Он обошёл двор, прошёл до станции метро и обратно, потом сел на лавку у дома и просто смотрел на зимнее солнце, которое низко отражалось в обледенелых лужах. В этот момент в голове был порядок – будто внутри включили невидимый вентилятор и все мысли разлетелись по своим местам.
Гриша вспомнил, что завтра ему ехать на кладбище, а потом – снова возвращаться к жизни, в которой нет ни Петровых, ни старых долгов, ни проклятых имён из Ситцева.
Он подумал, что теперь можно просто жить. Не ради кого-то, а потому что вариантов не осталось.
Потом вернулся домой, где бабушка уже спала на диване, укрывшись своей яркой шалью. Он тихо прошёл в свою комнату, лёг на кровать и впервые за много месяцев заснул без единого кошмара.
Всё, что произошло после возвращения, казалось Грише чем-то чужим и, если честно, не очень нужным: проснуться, поесть, выйти на балкон, посмотреть, как соседка развешивает бельё во дворе на промёрзшей верёвке, – весь день был заполнен такими действиями, что даже скука казалась попыткой за что-то зацепиться. Только к вечеру, когда за окнами стало густо синеть и мороз снова прихватил стёкла ледяными узорами, он заметил, что бабушка оставила для него на столе кусок холодного пирога и листок бумаги с запиской: «Еду к подруге на дачу, вернусь поздно, не скучай».

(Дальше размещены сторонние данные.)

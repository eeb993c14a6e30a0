//! Layout grid: cells, directions and growth

mod cell;
mod direction;
mod growth;

pub use cell::{Cell, CellSet, WorldPos};
pub use direction::{DIRECTION_TABLE, Direction, DirectionInfo, Sides};
pub use growth::{GridLayoutEngine, GrowthBounds, GrowthOutcome, is_grid_connected};
//! Per-side room features: doors, the locked door, walls and windows

use serde::{Deserialize, Serialize};
use strum::{Display, EnumIter};

use crate::carve::GatingConnection;
use crate::graph::ConnectionGraph;
use crate::grid::{Cell, CellSet, Direction};

/// What a room shows on one compass side
#[derive(Debug, Clone, Copy, PartialEq, Eq, Hash, Serialize, Deserialize, Display, EnumIter)]
#[serde(rename_all = "snake_case")]
#[strum(serialize_all = "snake_case")]
pub enum SideFeature {
    /// Open connection to the neighbour
    Door,
    /// The gating connection
    LockedDoor,
    /// Occupied neighbour without a connection
    Wall,
    /// No neighbour
    ExteriorWall,
    /// Exterior side near the edge of the layout
    Window,
}

/// Features for the four sides, indexed like `Direction::ALL`
#[derive(Debug, Clone, Copy, PartialEq, Eq, Serialize, Deserialize)]
pub struct RoomSides {
    pub north: SideFeature,
    pub east: SideFeature,
    pub south: SideFeature,
    pub west: SideFeature,
}

impl RoomSides {
    pub fn get(&self, dir: Direction) -> SideFeature {
        match dir {
            Direction::North => self.north,
            Direction::East => self.east,
            Direction::South => self.south,
            Direction::West => self.west,
        }
    }

    fn set(&mut self, dir: Direction, feature: SideFeature) {
        match dir {
            Direction::North => self.north = feature,
            Direction::East => self.east = feature,
            Direction::South => self.south = feature,
            Direction::West => self.west = feature,
        }
    }

    pub fn iter(&self) -> impl Iterator<Item = (Direction, SideFeature)> + '_ {
        Direction::ALL.into_iter().map(|d| (d, self.get(d)))
    }
}

/// Inclusive bounding box of the occupied cells
#[derive(Debug, Clone, Copy, PartialEq, Eq, Serialize, Deserialize)]
pub struct Extent {
    pub min_x: i32,
    pub max_x: i32,
    pub min_y: i32,
    pub max_y: i32,
}

impl Extent {
    pub const fn point(cell: Cell) -> Extent {
        Extent {
            min_x: cell.x,
            max_x: cell.x,
            min_y: cell.y,
            max_y: cell.y,
        }
    }

    pub fn of(cells: &CellSet) -> Option<Extent> {
        let mut ext = Extent::point(cells.first()?);
        for c in cells.iter() {
            ext.min_x = ext.min_x.min(c.x);
            ext.max_x = ext.max_x.max(c.x);
            ext.min_y = ext.min_y.min(c.y);
            ext.max_y = ext.max_y.max(c.y);
        }
        Some(ext)
    }

    pub fn width(&self) -> u32 {
        self.min_x.abs_diff(self.max_x) + 1
    }

    pub fn height(&self) -> u32 {
        self.min_y.abs_diff(self.max_y) + 1
    }

    /// Whether `cell` lies within one cell of the edge it faces in `dir`
    pub fn near_edge(&self, cell: Cell, dir: Direction) -> bool {
        match dir {
            Direction::North => cell.y >= self.max_y - 1,
            Direction::East => cell.x >= self.max_x - 1,
            Direction::South => cell.y <= self.min_y + 1,
            Direction::West => cell.x <= self.min_x + 1,
        }
    }
}

/// Resolve every side of `cell`
pub fn room_sides(
    cell: Cell,
    occupied: &CellSet,
    graph: &ConnectionGraph,
    gating: Option<GatingConnection>,
    extent: &Extent,
) -> RoomSides {
    let mut sides = RoomSides {
        north: SideFeature::ExteriorWall,
        east: SideFeature::ExteriorWall,
        south: SideFeature::ExteriorWall,
        west: SideFeature::ExteriorWall,
    };
    let gate = gating.map(|g| g.key());
    for (dir, n) in cell.neighbors() {
        let feature = if occupied.contains(n) {
            if gate.is_some_and(|g| g.contains(cell) && g.contains(n)) {
                SideFeature::LockedDoor
            } else if graph.is_connected(cell, n) {
                SideFeature::Door
            } else {
                SideFeature::Wall
            }
        } else if extent.near_edge(cell, dir) {
            SideFeature::Window
        } else {
            SideFeature::ExteriorWall
        };
        sides.set(dir, feature);
    }
    sides
}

Он чуть усмехнулся, съел кусок пирога, а потом сел за кухонный стол и впервые за долгое время просто позволил себе быть – не думать ни о ком и ни о чём, кроме самого себя. Однако это ощущение продлилось ровно три минуты: телефон на подоконнике запищал, и на экране появилось имя «Вера». Он не удивился, что она звонит, – скорее удивился, что не раньше.
Когда Григорий увидел на экране слово «Вера», он почувствовал сразу две вещи – лёгкий укол раздражения и тут же, следом, почти сентиментальное облегчение. Если бы кто-то спросил его, кто из прежних знакомых мог бы позвонить именно в этот вечер, он бы не сомневался: конечно, Вера. Её интуиция всегда опережала события – будто она умела нащупывать трещины в чужой повседневности и просачиваться сквозь них ровно в тот момент, когда у собеседника не оставалось сил сопротивляться.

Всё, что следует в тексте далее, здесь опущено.